Physical Review Letters | 2013

Quantum quench in an atomic one-dimensional Ising chain.

Florian Meinert; Manfred J. Mark; Emil Kirilov; Katharina Lauber; Philipp Weinmann; Andrew J. Daley; Hanns-Christoph Nägerl

We study nonequilibrium dynamics for an ensemble of tilted one-dimensional atomic Bose-Hubbard chains after a sudden quench to the vicinity of the transition point of the Ising paramagnetic to antiferromagnetic quantum phase transition. The quench results in coherent oscillations for the orientation of effective Ising spins, detected via oscillations in the number of doubly occupied lattice sites. We characterize the quench by varying the system parameters. We report significant modification of the tunneling rate induced by interactions and show clear evidence for collective effects in the oscillatory response.


Physical Review Letters | 2011

Precision measurements on a tunable Mott insulator of ultracold atoms.

Manfred J. Mark; Elmar Haller; Katharina Lauber; Johann G. Danzl; Andrew J. Daley; Hanns-Christoph Nägerl

We perform precision measurements on a Mott-insulator quantum state of ultracold atoms with tunable interactions. We probe the dependence of the superfluid-to-Mott-insulator transition on the interaction strength and explore the limits of the standard Bose-Hubbard model description. By tuning the on-site interaction energies to values comparable to the interband separation, we are able to quantitatively measure number-dependent shifts in the excitation spectrum caused by effective multibody interactions.


Physical Review Letters | 2014

Interaction-induced quantum phase revivals and evidence for the transition to the quantum chaotic regime in 1D atomic Bloch oscillations.

Florian Meinert; Manfred J. Mark; Emil Kirilov; Katharina Lauber; Philipp Weinmann; Michael Gröbner; Hanns-Christoph Nägerl

We study atomic Bloch oscillations in an ensemble of one-dimensional tilted superfluids in the Bose-Hubbard regime. For large values of the tilt, we observe interaction-induced coherent decay and matter-wave quantum phase revivals of the Bloch oscillating ensemble. We analyze the revival period dependence on interactions by means of a Feshbach resonance.
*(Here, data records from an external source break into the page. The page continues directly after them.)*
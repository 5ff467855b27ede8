use crate::errors::ConfigValidationError;
use serde::{Deserialize, Serialize};
use std::fmt;
use tracing::level_filters::LevelFilter;

pub const DEFAULT_SERVICE_A_URL: &str = "http://128.2.205.118:8083";
pub const DEFAULT_SERVICE_B_URL: &str = "http://128.2.205.118:8084";
pub const DEFAULT_HOST: &str = "0.0.0.0";
pub const DEFAULT_PORT: u16 = 8082;
pub const DEFAULT_WEIGHT: f64 = 50.0;
pub const DEFAULT_LOG_LEVEL: &str = "INFO";

/// One of the two backends traffic is split between.
#[derive(Clone, Copy, Debug, PartialEq, Eq, Hash, Serialize, Deserialize)]
#[serde(rename_all = "snake_case")]
pub enum Variant {
    VariantA,
    VariantB,
}

impl Variant {
    pub const ALL: [Variant; 2] = [Variant::VariantA, Variant::VariantB];

    pub const fn as_str(&self) -> &'static str {
        match self {
            Variant::VariantA => "variant_a",
            Variant::VariantB => "variant_b",
        }
    }
}

impl fmt::Display for Variant {
    fn fmt(&self, f: &mut fmt::Formatter<'_>) -> fmt::Result {
        f.write_str(self.as_str())
    }
}

/// Traffic share and location of a single variant.
#[derive(Clone, Debug, Deserialize, Serialize, PartialEq)]
pub struct VariantConfig {
    /// Relative share of traffic. Normalized against the other variant at
    /// selection time, so the two weights need not sum to 100.
    pub weight: f64,
    /// Base URL requests are forwarded to, without a trailing slash
    /// (e.g. "http://10.0.0.1:8083").
    #[serde(alias = "backend_url")]
    pub service_url: String,
}

#[derive(Clone, Debug, Deserialize, Serialize, PartialEq)]
pub struct MonitoringConfig {
    /// Whether `/metrics` is served
    #[serde(default = "default_enabled")]
    pub enabled: bool,
    /// Process-wide log verbosity (`DEBUG`, `INFO`, `WARNING`, ...)
    #[serde(default = "default_log_level")]
    pub log_level: String,
}

fn default_enabled() -> bool {
    true
}

fn default_log_level() -> String {
    DEFAULT_LOG_LEVEL.to_string()
}

impl Default for MonitoringConfig {
    fn default() -> Self {
        MonitoringConfig {
            enabled: default_enabled(),
            log_level: default_log_level(),
        }
    }
}

impl MonitoringConfig {
    /// The tracing filter matching `log_level`.
    pub fn level_filter(&self) -> Result<LevelFilter, ConfigValidationError> {
        parse_log_level(&self.log_level)
            .ok_or_else(|| ConfigValidationError::InvalidLogLevel(self.log_level.clone()))
    }
}

/// Traffic split and monitoring configuration.
///
/// Replaced wholesale on update, never merged.
#[derive(Clone, Debug, Deserialize, Serialize, PartialEq)]
pub struct Config {
    pub variant_a: VariantConfig,
    pub variant_b: VariantConfig,
    #[serde(default)]
    pub monitoring: MonitoringConfig,
}

impl Config {
    /// An even split between the two given backends.
    pub fn new(service_a_url: impl Into<String>, service_b_url: impl Into<String>) -> Self {
        Config {
            variant_a: VariantConfig {
                weight: DEFAULT_WEIGHT,
                service_url: service_a_url.into(),
            },
            variant_b: VariantConfig {
                weight: DEFAULT_WEIGHT,
                service_url: service_b_url.into(),
            },
            monitoring: MonitoringConfig::default(),
        }
    }

    pub fn variant(&self, variant: Variant) -> &VariantConfig {
        match variant {
            Variant::VariantA => &self.variant_a,
            Variant::VariantB => &self.variant_b,
        }
    }

    /// Builds a configuration from an update payload.
    ///
    /// Both variant keys must be present before the payload is even
    /// considered for deserialization.
    pub fn from_json(value: serde_json::Value) -> Result<Self, ConfigValidationError> {
        let object = value.as_object().ok_or(ConfigValidationError::NotAnObject)?;
        if Variant::ALL
            .iter()
            .any(|variant| !object.contains_key(variant.as_str()))
        {
            return Err(ConfigValidationError::MissingVariant);
        }

        let config: Config = serde_json::from_value(value)?;
        config.validate()?;
        Ok(config)
    }

    /// Checks what can be checked on an already typed configuration.
    ///
    /// Weights are deliberately not range checked here; a split with no
    /// positive total weight is rejected when a request is routed.
    pub fn validate(&self) -> Result<(), ConfigValidationError> {
        self.monitoring.level_filter()?;
        Ok(())
    }
}

impl Default for Config {
    fn default() -> Self {
        Config::new(DEFAULT_SERVICE_A_URL, DEFAULT_SERVICE_B_URL)
    }
}

/// Parses a log level name, accepting the usual aliases case-insensitively.
pub fn parse_log_level(level: &str) -> Option<LevelFilter> {
    match level.trim().to_ascii_uppercase().as_str() {
        "TRACE" => Some(LevelFilter::TRACE),
        "DEBUG" => Some(LevelFilter::DEBUG),
        "INFO" => Some(LevelFilter::INFO),
        "WARN" | "WARNING" => Some(LevelFilter::WARN),
        "ERROR" | "CRITICAL" => Some(LevelFilter::ERROR),
        "OFF" => Some(LevelFilter::OFF),
        _ => None,
    }
}

/// Network listener configuration
#[derive(Clone, Debug, Deserialize, PartialEq)]
pub struct Listener {
    /// Host address to bind to (e.g., "0.0.0.0" or "127.0.0.1")
    pub host: String,
    /// Port number to listen on
    pub port: u16,
}

impl Default for Listener {
    fn default() -> Self {
        Listener {
            host: DEFAULT_HOST.into(),
            port: DEFAULT_PORT,
        }
    }
}

impl Listener {
    pub fn validate(&self) -> Result<(), ConfigValidationError> {
        if self.port == 0 {
            return Err(ConfigValidationError::InvalidPort);
        }
        Ok(())
    }
}
use crate::config::{Config, Variant};
use crate::errors::SplitterError;
use hyper::StatusCode;
use serde::Serialize;
use std::fmt;
use std::time::Duration;

/// Upper bound on each backend status probe.
pub const PROBE_TIMEOUT: Duration = Duration::from_secs(5);

/// Outcome of probing one backend's `/status` endpoint.
#[derive(Debug, Clone, PartialEq, Eq, Serialize)]
#[serde(tag = "status", rename_all = "lowercase")]
pub enum ProbeStatus {
    /// Answered with 200
    Up,
    /// Answered, but with another status code
    Degraded { status_code: u16 },
    /// No answer within the timeout, or a transport error
    Down { error: String },
}

impl ProbeStatus {
    pub fn is_up(&self) -> bool {
        matches!(self, ProbeStatus::Up)
    }
}

#[derive(Debug, Clone, Copy, PartialEq, Eq)]
pub enum OverallStatus {
    Ok,
    Degraded,
    Critical,
}

impl OverallStatus {
    pub fn from_probes(variant_a: &ProbeStatus, variant_b: &ProbeStatus) -> Self {
        match (variant_a.is_up(), variant_b.is_up()) {
            (true, true) => OverallStatus::Ok,
            (true, false) | (false, true) => OverallStatus::Degraded,
            (false, false) => OverallStatus::Critical,
        }
    }

    /// Plain-text body served by the status endpoint.
    pub fn message(&self) -> &'static str {
        match self {
            OverallStatus::Ok => "OK",
            OverallStatus::Degraded => "DEGRADED - Some services unavailable",
            OverallStatus::Critical => "CRITICAL - All services down",
        }
    }

    pub fn status_code(&self) -> StatusCode {
        match self {
            OverallStatus::Ok | OverallStatus::Degraded => StatusCode::OK,
            OverallStatus::Critical => StatusCode::INTERNAL_SERVER_ERROR,
        }
    }
}

impl fmt::Display for OverallStatus {
    fn fmt(&self, f: &mut fmt::Formatter<'_>) -> fmt::Result {
        f.write_str(self.message())
    }
}

#[derive(Debug, Clone, PartialEq, Eq)]
pub struct HealthReport {
    pub variant_a: ProbeStatus,
    pub variant_b: ProbeStatus,
    pub overall: OverallStatus,
}

/// Point-in-time health of both backends. Nothing is cached between probes.
#[derive(Clone)]
pub struct HealthProber {
    client: reqwest::Client,
}

impl HealthProber {
    pub fn new() -> Result<Self, SplitterError> {
        Self::with_timeout(PROBE_TIMEOUT)
    }

    pub fn with_timeout(timeout: Duration) -> Result<Self, SplitterError> {
        // Probes go straight to the backends, like forwarded requests do.
        let client = reqwest::Client::builder()
            .timeout(timeout)
            .no_proxy()
            .build()?;
        Ok(HealthProber { client })
    }

    /// Probes both variants concurrently.
    pub async fn probe(&self, config: &Config) -> HealthReport {
        let (variant_a, variant_b) = tokio::join!(
            self.probe_variant(Variant::VariantA, &config.variant_a.service_url),
            self.probe_variant(Variant::VariantB, &config.variant_b.service_url),
        );
        let overall = OverallStatus::from_probes(&variant_a, &variant_b);

        HealthReport {
            variant_a,
            variant_b,
            overall,
        }
    }

    async fn probe_variant(&self, variant: Variant, service_url: &str) -> ProbeStatus {
        let url = format!("{service_url}/status");

        let status = match self.client.get(&url).send().await {
            Ok(response) if response.status() == StatusCode::OK => ProbeStatus::Up,
            Ok(response) => ProbeStatus::Degraded {
                status_code: response.status().as_u16(),
            },
            Err(e) => ProbeStatus::Down {
                error: e.to_string(),
            },
        };

        match &status {
            ProbeStatus::Up => tracing::debug!(%variant, %url, "Backend is up"),
            ProbeStatus::Degraded { status_code } => {
                tracing::warn!(%variant, %url, status_code, "Backend is degraded")
            }
            ProbeStatus::Down { error } => {
                tracing::warn!(%variant, %url, %error, "Backend is down")
            }
        }

        status
    }
}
When reducing the value of the tilt, we observe the disappearance of the quasiperiodic phase revival signature towards an irreversible decay of Bloch oscillations, indicating the transition from regular to quantum chaotic dynamics.


Physical Review Letters | 2015

Probing the Excitations of a Lieb-Liniger Gas from Weak to Strong Coupling.

Florian Meinert; Milosz Panfil; Manfred J. Mark; Katharina Lauber; Jean-Sébastien Caux; Hanns-Christoph Nägerl

We probe the excitation spectrum of an ultracold one-dimensional Bose gas of cesium atoms with a repulsive contact interaction that we tune from the weakly to the strongly interacting regime via a magnetic Feshbach resonance. The dynamical structure factor, experimentally obtained using Bragg spectroscopy, is compared to integrability-based calculations valid at arbitrary interactions and finite temperatures. Our results unequivocally underlie the fact that holelike excitations, which have no counterpart in higher dimensions, actively shape the dynamical response of the gas.


Science | 2013

Observation of many-body long-range tunneling after a quantum quench

Florian Meinert; Manfred J. Mark; Emil Kirilov; Katharina Lauber; Philipp Weinmann; Michael Gröbner; Andrew J. Daley; Hanns-Christoph Nägerl

Tilting just right makes atoms tunnel One of the most fascinating phenomena in the quantum world is the ability of particles to go through an energy barrier — a process called quantum tunneling. Meinert et al. studied the dynamics of quantum tunneling in an optical lattice of strongly interacting atoms. When the lattice was suddenly tilted, the atoms, originally each in their own lattice site, tunneled to non-neighboring sites. Science, this issue p. 1259 The dynamics of ultracold atoms are observed as the optical lattice that houses them is suddenly tilted. Quantum tunneling is at the heart of many low-temperature phenomena. In strongly correlated lattice systems, tunneling is responsible for inducing effective interactions, and long-range tunneling substantially alters many-body properties in and out of equilibrium. We observe resonantly enhanced long-range quantum tunneling in one-dimensional Mott-insulating Hubbard chains that are suddenly quenched into a tilted configuration. Higher-order tunneling processes over up to five lattice sites are observed as resonances in the number of doubly occupied sites when the tilt per site is tuned to integer fractions of the Mott gap. This forms a basis for a controlled study of many-body dynamics driven by higher-order tunneling and demonstrates that when some degrees of freedom are frozen out, phenomena that are driven by small-amplitude tunneling terms can still be observed.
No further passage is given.